Бросить охотиться, как и бросить курить, пытаются многие, да не у всех получается. Но я, как человек волевой и решительный, после двадцати табачных лет бросил (курить, разумеется). С охотой же все оказалось гораздо сложнее. За многие годы она стала частью тебя, частью жизни твоих домочадцев, желающих традиционного ни пуха ни пера, провожая главу семьи до машины.

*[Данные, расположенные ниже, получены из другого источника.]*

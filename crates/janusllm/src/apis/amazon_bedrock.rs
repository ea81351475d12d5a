use serde::{Deserialize, Serialize};
use serde_json::Value;
use serde_with::skip_serializing_none;

// ============================================================================
// CONVERSE REQUEST
// ============================================================================

/// Amazon Bedrock Converse request body.
///
/// The model id travels in the request path (`/model/{modelId}/converse`),
/// never in the body, so it is skipped during serialization.
#[skip_serializing_none]
#[derive(Serialize, Deserialize, Debug, Clone, Default)]
pub struct ConverseRequest {
    #[serde(skip)]
    pub model_id: String,
    pub messages: Option<Vec<BedrockMessage>>,
    pub system: Option<Vec<SystemContentBlock>>,
    #[serde(rename = "inferenceConfig")]
    pub inference_config: Option<InferenceConfiguration>,
    #[serde(rename = "toolConfig")]
    pub tool_config: Option<ToolConfiguration>,
    #[serde(skip)]
    pub stream: bool,
}

impl ConverseRequest {
    /// Request path for the Converse endpoint matching this request's mode.
    pub fn endpoint_path(&self) -> String {
        if self.stream {
            format!("/model/{}/converse-stream", self.model_id)
        } else {
            format!("/model/{}/converse", self.model_id)
        }
    }
}

#[skip_serializing_none]
#[derive(Serialize, Deserialize, Debug, Clone)]
pub struct InferenceConfiguration {
    #[serde(rename = "maxTokens")]
    pub max_tokens: Option<u32>,
    pub temperature: Option<f32>,
    #[serde(rename = "topP")]
    pub top_p: Option<f32>,
    #[serde(rename = "stopSequences")]
    pub stop_sequences: Option<Vec<String>>,
}

#[derive(Serialize, Deserialize, Debug, Clone)]
pub struct BedrockMessage {
    pub role: ConversationRole,
    pub content: Vec<ContentBlock>,
}

#[derive(Serialize, Deserialize, Debug, Clone, PartialEq, Eq)]
#[serde(rename_all = "lowercase")]
pub enum ConversationRole {
    User,
    Assistant,
}

#[derive(Serialize, Deserialize, Debug, Clone)]
#[serde(untagged)]
pub enum ContentBlock {
    Text {
        text: String,
    },
    Image {
        image: ImageBlock,
    },
    ToolUse {
        #[serde(rename = "toolUse")]
        tool_use: ToolUseBlock,
    },
    ToolResult {
        #[serde(rename = "toolResult")]
        tool_result: ToolResultBlock,
    },
}

#[derive(Serialize, Deserialize, Debug, Clone)]
pub struct ImageBlock {
    pub format: String,
    pub source: ImageSource,
}

#[derive(Serialize, Deserialize, Debug, Clone)]
#[serde(rename_all = "lowercase")]
pub enum ImageSource {
    Bytes { bytes: String },
}

#[derive(Serialize, Deserialize, Debug, Clone)]
pub struct ToolUseBlock {
    #[serde(rename = "toolUseId")]
    pub tool_use_id: String,
    pub name: String,
    pub input: Value,
}

#[skip_serializing_none]
#[derive(Serialize, Deserialize, Debug, Clone)]
pub struct ToolResultBlock {
    #[serde(rename = "toolUseId")]
    pub tool_use_id: String,
    pub content: Vec<ToolResultContentBlock>,
    pub status: Option<ToolResultStatus>,
}

#[derive(Serialize, Deserialize, Debug, Clone)]
#[serde(untagged)]
pub enum ToolResultContentBlock {
    Text { text: String },
    Json { json: Value },
}

#[derive(Serialize, Deserialize, Debug, Clone, PartialEq, Eq)]
#[serde(rename_all = "lowercase")]
pub enum ToolResultStatus {
    Success,
    Error,
}

#[derive(Serialize, Deserialize, Debug, Clone)]
#[serde(untagged)]
pub enum SystemContentBlock {
    Text { text: String },
}

#[derive(Serialize, Deserialize, Debug, Clone)]
pub struct ToolConfiguration {
    pub tools: Option<Vec<BedrockTool>>,
    #[serde(rename = "toolChoice")]
    pub tool_choice: Option<BedrockToolChoice>,
}

#[derive(Serialize, Deserialize, Debug, Clone)]
pub enum BedrockTool {
    #[serde(rename = "toolSpec")]
    ToolSpec(ToolSpecDefinition),
}

#[skip_serializing_none]
#[derive(Serialize, Deserialize, Debug, Clone)]
pub struct ToolSpecDefinition {
    pub name: String,
    pub description: Option<String>,
    #[serde(rename = "inputSchema")]
    pub input_schema: ToolInputSchema,
}

#[derive(Serialize, Deserialize, Debug, Clone)]
pub struct ToolInputSchema {
    pub json: Option<Value>,
}

#[derive(Serialize, Deserialize, Debug, Clone)]
pub enum BedrockToolChoice {
    #[serde(rename = "auto")]
    Auto(AutoChoice),
    #[serde(rename = "any")]
    Any(AnyChoice),
    #[serde(rename = "tool")]
    Tool(ToolChoiceSpec),
}

#[derive(Serialize, Deserialize, Debug, Clone, Default)]
pub struct AutoChoice {}

#[derive(Serialize, Deserialize, Debug, Clone, Default)]
pub struct AnyChoice {}

#[derive(Serialize, Deserialize, Debug, Clone)]
pub struct ToolChoiceSpec {
    pub name: String,
}

// ============================================================================
// CONVERSE RESPONSE
// ============================================================================

#[derive(Serialize, Deserialize, Debug, Clone)]
pub struct ConverseResponse {
    pub output: ConverseOutput,
    #[serde(rename = "stopReason")]
    pub stop_reason: StopReason,
    pub usage: BedrockTokenUsage,
}

#[derive(Serialize, Deserialize, Debug, Clone)]
#[serde(untagged)]
pub enum ConverseOutput {
    Message { message: BedrockMessage },
}

#[derive(Serialize, Deserialize, Debug, Clone, PartialEq, Eq)]
#[serde(rename_all = "snake_case")]
pub enum StopReason {
    EndTurn,
    ToolUse,
    MaxTokens,
    StopSequence,
    GuardrailIntervened,
    ContentFiltered,
}

#[derive(Serialize, Deserialize, Debug, Clone, Copy, Default)]
pub struct BedrockTokenUsage {
    #[serde(rename = "inputTokens", default)]
    pub input_tokens: u64,
    #[serde(rename = "outputTokens", default)]
    pub output_tokens: u64,
    #[serde(rename = "totalTokens", default)]
    pub total_tokens: u64,
}

// ============================================================================
// CONVERSE STREAM EVENT PAYLOADS
// ============================================================================

/// Payloads carried by the `:event-type` frames of a ConverseStream
/// response. The frame header names the variant; the payload is plain JSON.
#[derive(Debug, Clone)]
pub enum ConverseStreamEvent {
    MessageStart(MessageStartEvent),
    ContentBlockStart(ContentBlockStartEvent),
    ContentBlockDelta(ContentBlockDeltaEvent),
    ContentBlockStop(ContentBlockStopEvent),
    MessageStop(MessageStopEvent),
    Metadata(ConverseStreamMetadataEvent),
}

#[derive(Serialize, Deserialize, Debug, Clone)]
pub struct MessageStartEvent {
    pub role: ConversationRole,
}

#[skip_serializing_none]
#[derive(Serialize, Deserialize, Debug, Clone)]
pub struct ContentBlockStartEvent {
    #[serde(rename = "contentBlockIndex")]
    pub content_block_index: u32,
    pub start: Option<Value>,
}

#[derive(Serialize, Deserialize, Debug, Clone)]
pub struct ContentBlockDeltaEvent {
    #[serde(rename = "contentBlockIndex")]
    pub content_block_index: u32,
    pub delta: ContentBlockDelta,
}

#[skip_serializing_none]
#[derive(Serialize, Deserialize, Debug, Clone)]
pub struct ContentBlockDelta {
    pub text: Option<String>,
    #[serde(rename = "toolUse")]
    pub tool_use: Option<ToolUseDelta>,
}

#[derive(Serialize, Deserialize, Debug, Clone)]
pub struct ToolUseDelta {
    pub input: Option<String>,
}

#[derive(Serialize, Deserialize, Debug, Clone)]
pub struct ContentBlockStopEvent {
    #[serde(rename = "contentBlockIndex")]
    pub content_block_index: u32,
}

#[derive(Serialize, Deserialize, Debug, Clone)]
pub struct MessageStopEvent {
    #[serde(rename = "stopReason")]
    pub stop_reason: StopReason,
}

#[derive(Serialize, Deserialize, Debug, Clone)]
pub struct ConverseStreamMetadataEvent {
    pub usage: BedrockTokenUsage,
    #[serde(default)]
    pub metrics: Option<Value>,
}

#[cfg(test)]
mod tests {
    use super::*;
    use pretty_assertions::assert_eq;

    #[test]
    fn converse_request_omits_model_id_from_body() {
        let req = ConverseRequest {
            model_id: "anthropic.claude-3-sonnet-20240229-v1:0".to_string(),
            messages: Some(vec![BedrockMessage {
                role: ConversationRole::User,
                content: vec![ContentBlock::Text {
                    text: "hi".to_string(),
                }],
            }]),
            ..Default::default()
        };
        let body = serde_json::to_value(&req).unwrap();
        assert!(body.get("modelId").is_none());
        assert!(body.get("model_id").is_none());
        assert_eq!(body["messages"][0]["content"][0]["text"], "hi");
    }

    #[test]
    fn endpoint_path_tracks_stream_flag() {
        let mut req = ConverseRequest {
            model_id: "amazon.titan-text-express-v1".to_string(),
            ..Default::default()
        };
        assert_eq!(
            req.endpoint_path(),
            "/model/amazon.titan-text-express-v1/converse"
        );
        req.stream = true;
        assert_eq!(
            req.endpoint_path(),
            "/model/amazon.titan-text-express-v1/converse-stream"
        );
    }

    #[test]
    fn parses_converse_response() {
        let body = r#"{
            "output": {"message": {"role": "assistant", "content": [{"text": "hello"}]}},
            "stopReason": "end_turn",
            "usage": {"inputTokens": 7, "outputTokens": 3, "totalTokens": 10}
        }"#;
        let resp: ConverseResponse = serde_json::from_str(body).unwrap();
        assert_eq!(resp.stop_reason, StopReason::EndTurn);
        assert_eq!(resp.usage.input_tokens, 7);
        let ConverseOutput::Message { message } = resp.output;
        assert_eq!(message.role, ConversationRole::Assistant);
    }

    #[test]
    fn parses_stream_metadata_payload() {
        let payload = r#"{"usage":{"inputTokens":13,"outputTokens":12,"totalTokens":25},"metrics":{"latencyMs":42}}"#;
        let event: ConverseStreamMetadataEvent = serde_json::from_str(payload).unwrap();
        assert_eq!(event.usage.total_tokens, 25);
    }
}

Но после юбилея и выхода на пенсию решил, что хватит длительных охот, перетаскивания мяса, тяжелых рюкзаков, ночлегов, где придется. Оставил для поддержания физического и эмоционального долголетия утиную охоту и сучку лаечку тукайских кровей из Зырянского района. Линия этих собак особая. Отбирали их не для экстерьера, выставок и испытаний, а для добычи мяса лося. Кто был с мясом, тот выжил. И не количество завитков хвоста, ни формат, ни высота в холке, а рабочие качества были главным условием отбора.
Мне посчастливилось выхватить кобелька лет пяти из тукайских собак. А у меня уже подрастал кобель своих кровей, которые я вел очень тщательно, не допуская сторонних, случайных вязок.
Ну и, конечно, проявилась ревность. Мой кобель, набрав силу, давил пришлого. А тот тоже был не из робкого десятка. В общем, на охотах получались сплошь одни разборки и драки. И, как следствие, порванные уши и прокушенные лапы. Устал я от постоянных конфликтов и испорченных охот. Повязал тукайского кобеля и оставил себе сучонку. А его подарил знакомому егерю.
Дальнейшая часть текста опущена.